I'm getting a very odd result when running an executable that has been digitally signed.
The executable was signed using signtool.exe using a proper level 2 code signing certificate (not self-generated).
Testing on a Windows 7 machine, if i launch the signed executable, I get the windows warning dialog saying Publisher Unknown (i.e. not signed).
However, if i then cancel and right-click on the executable and go to Properties -> Digital Signatures, the Signature list shows the signed certificate, which i can then click on and choose "Details" to view the details of the signature, which is shown as "The digital signature is OK".

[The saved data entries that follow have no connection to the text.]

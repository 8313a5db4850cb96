use axum::extract::{Path, State};
use axum::http::StatusCode;
use axum::response::{IntoResponse, Json, Response};

use crate::state::AppState;

/// `GET /v1/sessions/:user_id`: the user's live conversation id.
pub async fn get_session(State(state): State<AppState>, Path(user_id): Path<String>) -> Response {
    match state.sessions.get(&user_id) {
        Some(conversation_id) => Json(serde_json::json!({
            "user_id": user_id,
            "conversation_id": conversation_id,
        }))
        .into_response(),
        None => super::error_response(StatusCode::NOT_FOUND, "no live session for user"),
    }
}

At that point, if i launch the executable, now all of a sudden windows properly recognizes that the exectuable is signed and reports the correct "Verified Publisher".
It seems like maybe Windows wasn't checking the certificate online until i went to view the actual certificate details from the properties dialog of the executable (note that it wasn't just a delay after launching the executable, it doesnt matter how long i wait or how many times i launch it, it treats it as unsigned until i go into Properties / Digital signatures of the file).

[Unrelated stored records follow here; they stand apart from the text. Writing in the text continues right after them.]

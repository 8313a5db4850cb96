pub mod ask;
pub mod config;

use clap::{Parser, Subcommand};

/// StreamRelay: streams conversational-backend answers into chat cards.
#[derive(Debug, Parser)]
#[command(name = "streamrelay", version, about)]
pub struct Cli {
    #[command(subcommand)]
    pub command: Option<Command>,
}

#[derive(Debug, Subcommand)]
pub enum Command {
    /// Start the relay server (default when no subcommand is given).
    Serve,
    /// Configuration utilities.
    #[command(subcommand)]
    Config(ConfigCommand),
    /// Run one streaming turn and print the answer as it arrives.
    Ask {
        /// The message to send.
        message: String,
        /// User id the conversation belongs to.
        #[arg(long, default_value = "cli")]
        user: String,
        /// Continue this conversation instead of starting a new one.
        #[arg(long)]
        conversation: Option<String>,
    },
    /// Print version information.
    Version,
}

#[derive(Debug, Subcommand)]
pub enum ConfigCommand {
    /// Parse the config file and report any errors.
    Validate,
    /// Dump the resolved configuration (with defaults) as TOML.
    Show,
}

// ── Config loading helper ─────────────────────────────────────────────

/// Load the configuration from the path specified by `SR_CONFIG` (or
/// `config.toml` by default).  Returns the parsed [`Config`] and the
/// path that was used.  A missing file yields the defaults.
///
/// [`Config`]: sr_domain::config::Config
pub fn load_config() -> anyhow::Result<(sr_domain::config::Config, String)> {
    let config_path = std::env::var("SR_CONFIG").unwrap_or_else(|_| "config.toml".into());

    let config = if std::path::Path::new(&config_path).exists() {
        let raw = std::fs::read_to_string(&config_path)
            .map_err(|e| anyhow::anyhow!("reading {config_path}: {e}"))?;
        toml::from_str(&raw).map_err(|e| anyhow::anyhow!("parsing {config_path}: {e}"))?
    } else {
        sr_domain::config::Config::default()
    };

    Ok((config, config_path))
}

This a generic Windows 7 install I use for testing -- it hasn't been modified or tweaked in any way.
This behavior seems to defeat the main purpose of code signing on Windows-- how can it be that the executable is treated as unsigned unless the user knows to go into the right-click properties and digs around for a certificate.
Is there something I'm missing? Some way to mark the executable as one that Windows should actively go check the certificate of when executed?